Alla Cernobbio School focus su piattaforme collaborative

Cernobbio, 20 feb. (askanews) – Dati condivisi per cure più sicure. Oggi una corretta gestione delle informazioni sanitarie rappresenta la chiave per ridurre errori, migliorare il coordinamento tra specialisti e rendere più efficaci le terapie. Le piattaforme digitali collaborative sono uno strumento cruciale per migliorare l’assistenza sanitaria e per rafforzare la ricerca scientifica, come sottolineato dai maggiori esperti del settore riuniti a Villa Erba, sulle rive del Lago di Como, per la terza edizione della Cernobbio School promossa da Motore Sanità.

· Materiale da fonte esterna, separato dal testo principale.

//! Strongly-typed value objects used by domain entities.
//!
//! Domain structs should carry these wrappers instead of raw primitives so that
//! identifiers, names, costs and coordinates are checked once at the boundary
//! with the REST API or with user input.

use serde::{Deserialize, Serialize};
use std::fmt::{Display, Formatter};
use thiserror::Error;

/// Errors produced when attempting to construct constrained domain types.
#[derive(Debug, Error, Clone, PartialEq, Eq)]
pub enum TypeConstraintError {
    /// A numeric value required to be non-negative was negative or not finite.
    #[error("{0} must be zero or greater")]
    NegativeNumber(&'static str),
    /// A numeric value fell outside of its allowed range.
    #[error("{0} is out of range")]
    OutOfRange(&'static str),
    /// A string was empty or whitespace-only after trimming.
    #[error("{0} cannot be empty")]
    EmptyString(&'static str),
    /// Catch-all for custom validation failures.
    #[error("invalid value: {0}")]
    InvalidValue(String),
}

fn trim_and_require_non_empty<S: Into<String>>(
    value: S,
    field: &'static str,
) -> Result<String, TypeConstraintError> {
    let trimmed = value.into().trim().to_string();
    if trimmed.is_empty() {
        Err(TypeConstraintError::EmptyString(field))
    } else {
        Ok(trimmed)
    }
}

/// Macro to generate newtypes for server-assigned identifiers.
///
/// The API hands out opaque string identifiers (GUIDs in practice), so the
/// only constraint enforced here is that the value is non-empty after
/// trimming.
macro_rules! id_newtype {
    ($name:ident, $doc:expr, $field:expr) => {
        #[doc = $doc]
        #[derive(Clone, Debug, Serialize, Deserialize, PartialEq, Eq, Hash, PartialOrd, Ord)]
        #[serde(try_from = "String", into = "String")]
        pub struct $name(String);

        impl $name {
            /// Creates a new identifier ensuring it is not blank.
            pub fn new<S: Into<String>>(value: S) -> Result<Self, TypeConstraintError> {
                trim_and_require_non_empty(value, $field).map(Self)
            }

            /// Borrow the identifier as a string slice.
            pub fn as_str(&self) -> &str {
                &self.0
            }
        }

        impl Display for $name {
            fn fmt(&self, f: &mut Formatter<'_>) -> std::fmt::Result {
                write!(f, "{}", self.0)
            }
        }

        impl AsRef<str> for $name {
            fn as_ref(&self) -> &str {
                self.as_str()
            }
        }

        impl TryFrom<String> for $name {
            type Error = TypeConstraintError;

            fn try_from(value: String) -> Result<Self, Self::Error> {
                Self::new(value)
            }
        }

        impl TryFrom<&str> for $name {
            type Error = TypeConstraintError;

            fn try_from(value: &str) -> Result<Self, Self::Error> {
                Self::new(value)
            }
        }

        impl From<$name> for String {
            fn from(value: $name) -> Self {
                value.0
            }
        }

        impl PartialEq<&str> for $name {
            fn eq(&self, other: &&str) -> bool {
                self.as_str() == *other
            }
        }
    };
}

macro_rules! non_empty_string_newtype {
    ($name:ident, $doc:expr, $field:expr) => {
        #[doc = $doc]
        #[derive(Clone, Debug, Serialize, Deserialize, PartialEq, Eq, Hash, PartialOrd, Ord)]
        #[serde(try_from = "String", into = "String")]
        pub struct $name(String);

        impl $name {
            /// Constructs a trimmed, non-empty value.
            pub fn new<S: Into<String>>(value: S) -> Result<Self, TypeConstraintError> {
                trim_and_require_non_empty(value, $field).map(Self)
            }

            /// Borrow the value as a string slice.
            pub fn as_str(&self) -> &str {
                &self.0
            }

            /// Consume the wrapper and return the owned string.
            pub fn into_inner(self) -> String {
                self.0
            }
        }

        impl Display for $name {
            fn fmt(&self, f: &mut Formatter<'_>) -> std::fmt::Result {
                write!(f, "{}", self.0)
            }
        }

        impl std::ops::Deref for $name {
            type Target = str;

            fn deref(&self) -> &Self::Target {
                self.as_str()
            }
        }

        impl AsRef<str> for $name {
            fn as_ref(&self) -> &str {
                self.as_str()
            }
        }

        impl TryFrom<String> for $name {
            type Error = TypeConstraintError;

            fn try_from(value: String) -> Result<Self, Self::Error> {
                Self::new(value)
            }
        }

        impl TryFrom<&str> for $name {
            type Error = TypeConstraintError;

            fn try_from(value: &str) -> Result<Self, Self::Error> {
                Self::new(value)
            }
        }

        impl From<$name> for String {
            fn from(value: $name) -> Self {
                value.0
            }
        }

        impl PartialEq<&str> for $name {
            fn eq(&self, other: &&str) -> bool {
                self.as_str() == *other
            }
        }
    };
}

macro_rules! bounded_f64_newtype {
    ($name:ident, $doc:expr, $field:expr, $min:expr, $max:expr) => {
        #[doc = $doc]
        #[derive(Clone, Copy, Debug, Serialize, Deserialize, PartialEq, PartialOrd)]
        #[serde(try_from = "f64", into = "f64")]
        pub struct $name(f64);

        impl $name {
            /// Constructs a finite value within the allowed range.
            pub fn new(value: f64) -> Result<Self, TypeConstraintError> {
                if value.is_finite() && ($min..=$max).contains(&value) {
                    Ok(Self(value))
                } else {
                    Err(TypeConstraintError::OutOfRange($field))
                }
            }

            /// Returns the raw `f64` value.
            pub const fn get(self) -> f64 {
                self.0
            }
        }

        impl Display for $name {
            fn fmt(&self, f: &mut Formatter<'_>) -> std::fmt::Result {
                write!(f, "{}", self.0)
            }
        }

        impl TryFrom<f64> for $name {
            type Error = TypeConstraintError;

            fn try_from(value: f64) -> Result<Self, Self::Error> {
                Self::new(value)
            }
        }

        impl From<$name> for f64 {
            fn from(value: $name) -> Self {
                value.0
            }
        }
    };
}

id_newtype!(PlaceId, "Unique identifier for a place.", "place_id");
id_newtype!(RouteId, "Unique identifier for a user route.", "route_id");
id_newtype!(
    CategoryId,
    "Unique identifier for a place category.",
    "category_id"
);
id_newtype!(
    DistrictId,
    "Unique identifier for a city district.",
    "district_id"
);
id_newtype!(UserId, "Unique identifier for a user account.", "user_id");

non_empty_string_newtype!(PlaceName, "Place display name.", "place name");
non_empty_string_newtype!(RouteName, "User route name.", "route name");
non_empty_string_newtype!(CategoryName, "Place category name.", "category");
non_empty_string_newtype!(DistrictName, "City district name.", "district");
non_empty_string_newtype!(
    PhotoRef,
    "Reference (URL or server path) to a place photo.",
    "photo"
);
non_empty_string_newtype!(UserName, "User display name.", "user name");
non_empty_string_newtype!(Email, "User e-mail address.", "email");

bounded_f64_newtype!(
    Latitude,
    "Latitude in decimal degrees.",
    "latitude",
    -90.0,
    90.0
);
bounded_f64_newtype!(
    Longitude,
    "Longitude in decimal degrees.",
    "longitude",
    -180.0,
    180.0
);

/// Cost of visiting a place in standard currency units.
#[derive(Clone, Copy, Debug, Serialize, Deserialize, PartialEq, PartialOrd)]
#[serde(try_from = "f64", into = "f64")]
pub struct PlaceCost(f64);

impl PlaceCost {
    /// Constructs a finite numeric value that is zero or greater.
    pub fn new(value: f64) -> Result<Self, TypeConstraintError> {
        if value.is_finite() && value >= 0.0 {
            Ok(Self(value))
        } else {
            Err(TypeConstraintError::NegativeNumber("cost"))
        }
    }

    /// Returns the raw `f64` value.
    pub const fn get(self) -> f64 {
        self.0
    }
}

impl Display for PlaceCost {
    fn fmt(&self, f: &mut Formatter<'_>) -> std::fmt::Result {
        write!(f, "{:.2}", self.0)
    }
}

impl TryFrom<f64> for PlaceCost {
    type Error = TypeConstraintError;

    fn try_from(value: f64) -> Result<Self, Self::Error> {
        Self::new(value)
    }
}

impl From<PlaceCost> for f64 {
    fn from(value: PlaceCost) -> Self {
        value.0
    }
}

/// Opaque bearer credential issued by the auth endpoints.
///
/// `Debug` never prints the token itself.
#[derive(Clone, Serialize, Deserialize, PartialEq, Eq, Hash)]
#[serde(try_from = "String", into = "String")]
pub struct BearerToken(String);

impl BearerToken {
    /// Trims whitespace and rejects empty tokens.
    pub fn new<S: Into<String>>(value: S) -> Result<Self, TypeConstraintError> {
        trim_and_require_non_empty(value, "token").map(Self)
    }

    /// Borrow the raw token.
    pub fn as_str(&self) -> &str {
        &self.0
    }

    /// Value for the `Authorization` header.
    pub fn authorization_header(&self) -> String {
        format!("Bearer {}", self.0)
    }
}

impl std::fmt::Debug for BearerToken {
    fn fmt(&self, f: &mut Formatter<'_>) -> std::fmt::Result {
        f.write_str("BearerToken(***)")
    }
}

impl TryFrom<String> for BearerToken {
    type Error = TypeConstraintError;

    fn try_from(value: String) -> Result<Self, Self::Error> {
        Self::new(value)
    }
}

impl TryFrom<&str> for BearerToken {
    type Error = TypeConstraintError;

    fn try_from(value: &str) -> Result<Self, Self::Error> {
        Self::new(value)
    }
}

impl From<BearerToken> for String {
    fn from(value: BearerToken) -> Self {
        value.0
    }
}

/// Zero-based rank of a place inside a route.
#[derive(
    Clone, Copy, Debug, Default, Serialize, Deserialize, PartialEq, Eq, Hash, PartialOrd, Ord,
)]
#[serde(transparent)]
pub struct Position(usize);

impl Position {
    pub const fn new(value: usize) -> Self {
        Self(value)
    }

    pub const fn get(self) -> usize {
        self.0
    }

    /// The position right after this one.
    pub const fn next(self) -> Self {
        Self(self.0 + 1)
    }
}

impl Display for Position {
    fn fmt(&self, f: &mut Formatter<'_>) -> std::fmt::Result {
        write!(f, "{}", self.0)
    }
}

impl TryFrom<i32> for Position {
    type Error = TypeConstraintError;

    fn try_from(value: i32) -> Result<Self, Self::Error> {
        usize::try_from(value)
            .map(Self)
            .map_err(|_| TypeConstraintError::NegativeNumber("position"))
    }
}

impl From<usize> for Position {
    fn from(value: usize) -> Self {
        Self(value)
    }
}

“Un momento di confronto estremamente importante e intenso sui temi della salute. Salute che sempre di più vuol dire medicina di prevenzione, medicina di precisione e queste sono due tematiche che si sposano naturalmente col tema dei dati sanitari – spiega Fabrizio Grillo, presidente Federated Innovation di MIND -. Oggi abbiamo lo European Data Space che è in fase di implementazione e in Italia come paese membro abbiamo il dovere di proseguire verso l’implementazione del nostro tema della raccolta dei dati a uso primario ad uso secondario. Certo c’è un tema come sempre legato alla privacy: dobbiamo sempre lavorare nel rispetto del paziente. Noi ci occupiamo del paziente, che è il nostro diretto referente. Lo facciamo come aziende, lo fanno le istituzioni, lo fanno gli enti di ricerca e l’università”.